How to Protect Your Family from Hand, Foot, and Mouth Disease

September 15, 2016
Washing a child's hands

A viral infection called “hand, foot, and mouth” disease has recently hit Florida State University. Dr. Louis Strauss, medical director of Baystate’s Urgent Care Centers, discusses what you need to know about this highly contagious illness.  

What causes HFMD?

Hand, foot, and mouth disease (HFMD) is a contagious viral infection that causes sores in or on the mouth and on the hands, feet, and sometimes the buttocks and legs. It is most common in children ages 3 to 10, but can also occur in adults. It is most common in the summer and fall.  

HFMD is caused by a virus called an enterovirus. The virus spreads easily through coughing and sneezing, as well as through infected stool, such as when you change a diaper or when a young child gets stool on his or her hands and then touches objects that other children put in their mouths. The virus can live on surfaces for several hours. Often the disease breaks out within a community, such as day care centers and schools.  

What are the symptoms?

Once infected, it can take several days for symptoms to develop. At first you may feel tired, get a sore throat, or have a fever of around 101°F to 103°F. In a day or two, sores or blisters may appear, and may be painful. The blisters may break open and crust over. The sores and blisters usually go away in a week or so. Sometimes a skin rash appears before the blisters. In some cases there are no symptoms, or they are very mild. Parents may get the disease from their children and not even realize it.  

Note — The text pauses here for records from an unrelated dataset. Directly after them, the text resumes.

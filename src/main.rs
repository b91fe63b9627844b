//! Purpose: `ycsb-bind` CLI entry point.
//! Role: Binary crate root; parses args, loads properties, runs commands, emits JSON on stdout.
//! Invariants: Non-interactive errors are emitted as JSON on stderr.
//! Invariants: Process exit code is derived from `to_exit_code`.
//! Invariants: Diagnostics go through `tracing` on stderr; stdout carries only command output.
#![allow(clippy::result_large_err)]
use std::io::{self, IsTerminal};
use std::path::PathBuf;

use clap::{
    Args, CommandFactory, Parser, Subcommand, ValueEnum, ValueHint,
    error::ErrorKind as ClapErrorKind,
};
use clap_complete::aot::Shell;
use serde_json::{Map, Value, json};
use std::error::Error as StdError;
use tracing_subscriber::EnvFilter;

mod bench;
mod command_dispatch;

use ycsb_bind::{DbFactory, DbKind, Error, ErrorKind, Properties, to_exit_code};

#[derive(Copy, Clone, Debug)]
struct RunOutcome {
    exit_code: i32,
}

impl RunOutcome {
    fn ok() -> Self {
        Self { exit_code: 0 }
    }

    fn with_code(exit_code: i32) -> Self {
        Self { exit_code }
    }
}

fn main() {
    init_tracing();
    let exit_code = match run() {
        Ok(outcome) => outcome.exit_code,
        Err((err, color_mode)) => {
            emit_error(&err, color_mode);
            to_exit_code(err.kind())
        }
    };
    std::process::exit(exit_code);
}

fn run() -> Result<RunOutcome, (Error, ColorMode)> {
    let cli = match Cli::try_parse_from(std::env::args_os()) {
        Ok(cli) => cli,
        Err(err) => match err.kind() {
            ClapErrorKind::DisplayHelp
            | ClapErrorKind::DisplayVersion
            | ClapErrorKind::DisplayHelpOnMissingArgumentOrSubcommand => {
                err.print().map_err(|io_err| {
                    (
                        Error::new(ErrorKind::Io)
                            .with_message("failed to write help")
                            .with_source(io_err),
                        ColorMode::Auto,
                    )
                })?;
                let exit_code = if matches!(
                    err.kind(),
                    ClapErrorKind::DisplayHelpOnMissingArgumentOrSubcommand
                ) {
                    2
                } else {
                    0
                };
                return Ok(RunOutcome::with_code(exit_code));
            }
            _ => {
                return Err((
                    Error::new(ErrorKind::Usage)
                        .with_message(clap_error_summary(&err))
                        .with_hint(clap_error_hint(&err)),
                    ColorMode::Auto,
                ));
            }
        },
    };

    let color_mode = cli.color;
    command_dispatch::dispatch_command(cli.command).map_err(|err| (err, color_mode))
}

fn init_tracing() {
    let env_filter = EnvFilter::try_from_default_env().unwrap_or_else(|_| EnvFilter::new("warn"));
    let _ = tracing_subscriber::fmt()
        .with_env_filter(env_filter)
        .with_target(false)
        .with_writer(io::stderr)
        .try_init();
}

#[derive(Parser)]
#[command(
    name = "ycsb-bind",
    version,
    about = "Pluggable store bindings for YCSB-style benchmarks",
    long_about = None,
    before_help = r#"Bindings: memory, elasticsearch (es), jdbc (sql).

Configuration is a property map: load files with -P and override keys with -p key=value."#,
    after_help = r#"EXAMPLES
  $ ycsb-bind ping --db elasticsearch -p es.hosts.list=localhost:9200
  $ ycsb-bind smoke --db jdbc -p db.url=sqlite:ycsb.db?mode=rwc -p db.create_table=true
  $ ycsb-bind bench --db memory --records 10000 --operations 100000 --threads 4 --format both

LEARN MORE
  $ ycsb-bind <command> --help"#,
    arg_required_else_help = true
)]
struct Cli {
    #[arg(
        long,
        default_value = "auto",
        value_enum,
        help = "Colorize stderr diagnostics: auto|always|never"
    )]
    color: ColorMode,

    #[command(subcommand)]
    command: Command,
}

#[derive(Copy, Clone, Debug, ValueEnum)]
enum ColorMode {
    Auto,
    Always,
    Never,
}

impl ColorMode {
    fn use_color(self, is_tty: bool) -> bool {
        match self {
            ColorMode::Auto => is_tty,
            ColorMode::Always => true,
            ColorMode::Never => false,
        }
    }
}

#[derive(Args, Clone, Debug)]
struct DbArgs {
    #[arg(long, help = "Binding to use: memory|elasticsearch|jdbc")]
    db: String,
    #[arg(
        short = 'P',
        long = "properties",
        value_name = "FILE",
        help = "Load a .properties file (repeatable; later files win)",
        value_hint = ValueHint::FilePath
    )]
    property_files: Vec<PathBuf>,
    #[arg(
        short = 'p',
        long = "property",
        value_name = "KEY=VALUE",
        help = "Set one property (repeatable; overrides files)"
    )]
    properties: Vec<String>,
}

impl DbArgs {
    fn factory(&self) -> Result<DbFactory, Error> {
        let kind: DbKind = self.db.parse()?;
        Ok(DbFactory::new(kind))
    }

    fn load_properties(&self) -> Result<Properties, Error> {
        let mut props = Properties::new();
        for path in &self.property_files {
            props.extend(&Properties::load(path)?);
        }
        for assignment in &self.properties {
            let (key, value) = Properties::parse_assignment(assignment)?;
            props.set(key, value);
        }
        Ok(props)
    }
}

#[derive(Subcommand)]
enum Command {
    #[command(
        about = "Initialize a binding and clean it up again",
        after_help = r#"EXAMPLES
  $ ycsb-bind ping --db es -p es.hosts.list=10.0.0.5:9200 -p cluster.name=bench"#
    )]
    Ping {
        #[command(flatten)]
        db: DbArgs,
    },
    #[command(
        about = "Run a CRUD round trip on one probe record",
        long_about = r#"Insert, read, update, read, scan, delete, and read back one probe record.

Prints each step's status next to the expected status. Exits 1 when any step deviates."#
    )]
    Smoke {
        #[command(flatten)]
        db: DbArgs,
        #[arg(long, default_value = "ycsb-smoke-probe", help = "Key of the probe record")]
        key: String,
    },
    #[command(
        about = "Load records, then run a mixed workload",
        long_about = r#"Load phase inserts --records records; run phase issues --operations operations.

The mix comes from readproportion, updateproportion, scanproportion, and insertproportion."#
    )]
    Bench {
        #[command(flatten)]
        db: DbArgs,
        #[arg(long, default_value_t = 1000, help = "Records inserted during the load phase")]
        records: u64,
        #[arg(long, default_value_t = 1000, help = "Operations issued during the run phase")]
        operations: u64,
        #[arg(long, default_value_t = 1, help = "Worker threads, one adapter each")]
        threads: usize,
        #[arg(long, default_value = "json", help = "Output format: json|table|both")]
        format: String,
    },
    #[command(about = "Generate shell completions")]
    Completion {
        #[arg(help = "Shell to generate completions for")]
        shell: Shell,
    },
}

fn emit_json(value: Value) {
    let json = if io::stdout().is_terminal() {
        serde_json::to_string_pretty(&value)
    } else {
        serde_json::to_string(&value)
    }
    .unwrap_or_else(|_| "{\"error\":\"json encode failed\"}".to_string());
    println!("{json}");
}

#[derive(Copy, Clone, Debug)]
enum AnsiColor {
    Red,
    Yellow,
}

fn colorize_label(label: &str, enabled: bool, color: AnsiColor) -> String {
    if !enabled {
        return label.to_string();
    }
    let code = match color {
        AnsiColor::Red => "31",
        AnsiColor::Yellow => "33",
    };
    format!("\u{1b}[{code}m{label}\u{1b}[0m")
}

fn emit_error(err: &Error, color_mode: ColorMode) {
    let is_tty = io::stderr().is_terminal();
    if is_tty {
        eprintln!("{}", error_text(err, color_mode.use_color(is_tty)));
        return;
    }

    let json = serde_json::to_string(&error_json(err)).unwrap_or_else(|_| {
        "{\"error\":{\"kind\":\"Internal\",\"message\":\"json encode failed\"}}".to_string()
    });
    eprintln!("{json}");
}

fn error_message(err: &Error) -> String {
    if let Some(message) = err.message() {
        return message.to_string();
    }
    match err.kind() {
        ErrorKind::Internal => "internal error".to_string(),
        ErrorKind::Usage => "usage error".to_string(),
        ErrorKind::NotFound => "not found".to_string(),
        ErrorKind::Io => "i/o error".to_string(),
        ErrorKind::Backend => "backend error".to_string(),
    }
}

fn error_causes(err: &Error) -> Vec<String> {
    let mut causes = Vec::new();
    let mut cur = err.source();
    while let Some(source) = cur {
        causes.push(source.to_string());
        cur = source.source();
    }
    causes
}

fn error_json(err: &Error) -> Value {
    let mut inner = Map::new();
    inner.insert("kind".to_string(), json!(format!("{:?}", err.kind())));
    inner.insert("message".to_string(), json!(error_message(err)));
    if let Some(hint) = err.hint() {
        inner.insert("hint".to_string(), json!(hint));
    }
    if let Some(table) = err.table() {
        inner.insert("table".to_string(), json!(table));
    }
    if let Some(key) = err.key() {
        inner.insert("key".to_string(), json!(key));
    }
    let causes = error_causes(err);
    if !causes.is_empty() {
        inner.insert("causes".to_string(), json!(causes));
    }

    let mut outer = Map::new();
    outer.insert("error".to_string(), Value::Object(inner));
    Value::Object(outer)
}

fn error_text(err: &Error, use_color: bool) -> String {
    let mut lines = vec![format!(
        "{} {}",
        colorize_label("error:", use_color, AnsiColor::Red),
        error_message(err)
    )];
    if let Some(hint) = err.hint() {
        lines.push(format!("{} {hint}", colorize_label("hint:", use_color, AnsiColor::Yellow)));
    }
    if let Some(table) = err.table() {
        lines.push(format!("{} {table}", colorize_label("table:", use_color, AnsiColor::Yellow)));
    }
    if let Some(key) = err.key() {
        lines.push(format!("{} {key}", colorize_label("key:", use_color, AnsiColor::Yellow)));
    }
    if let Some(cause) = error_causes(err).first() {
        lines.push(format!(
            "{} {cause}",
            colorize_label("caused by:", use_color, AnsiColor::Yellow)
        ));
    }
    lines.join("\n")
}

fn clap_error_summary(err: &clap::Error) -> String {
    for line in err.to_string().lines() {
        let trimmed = line.trim();
        if trimmed.is_empty() {
            continue;
        }
        if let Some(rest) = trimmed.strip_prefix("error:") {
            return rest.trim().to_string();
        }
        return trimmed.to_string();
    }
    "invalid arguments".to_string()
}

fn clap_error_hint(err: &clap::Error) -> String {
    let rendered = err.to_string();
    let command = rendered
        .lines()
        .find_map(|line| line.trim().strip_prefix("Usage: "))
        .and_then(|usage| {
            let mut tokens = usage.split_whitespace().skip_while(|token| *token != "ycsb-bind");
            tokens.next()?;
            tokens.next().filter(|token| !token.starts_with(['-', '<', '[']))
        });
    match command {
        Some(command) => format!("Try `ycsb-bind {command} --help`."),
        None => "Try `ycsb-bind --help`.".to_string(),
    }
}

#[cfg(test)]
mod tests {
    use super::{Cli, Command, error_json, error_text};
    use clap::Parser;
    use ycsb_bind::{Error, ErrorKind};

    #[test]
    fn error_json_carries_record_address_and_hint() {
        let err = Error::new(ErrorKind::NotFound)
            .with_message("record not found")
            .with_hint("check the key")
            .at("usertable", "user7");
        let value = error_json(&err);
        assert_eq!(value["error"]["kind"], "NotFound");
        assert_eq!(value["error"]["table"], "usertable");
        assert_eq!(value["error"]["key"], "user7");
        assert_eq!(value["error"]["hint"], "check the key");
    }

    #[test]
    fn error_text_respects_color_flag() {
        let err = Error::new(ErrorKind::Backend).with_message("boom");
        assert_eq!(error_text(&err, false), "error: boom");
        assert!(error_text(&err, true).contains("\u{1b}[31m"));
    }

    #[test]
    fn properties_merge_files_then_assignments() {
        let dir = tempfile::tempdir().expect("tempdir");
        let path = dir.path().join("workload.properties");
        std::fs::write(&path, "table=fromfile\nfieldcount=3\n").expect("write");
        let cli = Cli::try_parse_from([
            "ycsb-bind",
            "ping",
            "--db",
            "memory",
            "-P",
            path.to_str().expect("utf8 path"),
            "-p",
            "table=override",
        ])
        .expect("parse");
        let Command::Ping { db } = cli.command else {
            panic!("expected ping");
        };
        let props = db.load_properties().expect("props");
        assert_eq!(props.get("table"), Some("override"));
        assert_eq!(props.get("fieldcount"), Some("3"));
    }
}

People are most contagious in the first week of illness, but the virus may still be present a week or two after symptoms resolve, longer in children and those with weakened immune systems.  

How is it treated?

As a viral infection, HFMD needs to run its course. However, you can treat the symptoms:

  • Cool fluids and flavored ice pops can help with a sore throat and help prevent dehydration.
  • Avoid acidic or spicy foods and drinks, such as salsa or orange juice, which can make mouth sores more painful.
  • Over-the-counter pain relievers, such as acetaminophen (Tylenol) or ibuprofen (Advil), can help with pain and fever. Never give a child aspirin, which can result in a serious condition called Reyes Syndrome.  

Can HFMD be prevented?

Frequent hand washing (with soap and water or alcohol-based hand gels) by both sick and well people is the key to reducing transmission. It is especially important to wash your hands after you change the diaper of an infected child.

Other ways to help the disease from spreading include:

  • Handle diapers and fecal waste carefully, and dispose of them properly.
  • Disinfect contaminated surfaces (like changing tables) using a solution of household bleach (1 tablespoon) and water (4 cups).
  • Wear latex or rubber gloves if you apply any cream or ointment to your child's blisters.
  • While infected, don't let your child share toys, cups and utensils, or towels; or give kisses. If your child goes to day care, talk to the staff about when your child can return.  

When should I seek medical care?

Seek medical care if you or your child has a rash, fever, seizure, severe headache, stiff neck, chest pain, or shortness of breath. Mild symptoms may be handled over the phone; more severe symptoms require a trip to the patient’s primary care provider or to an urgent care center.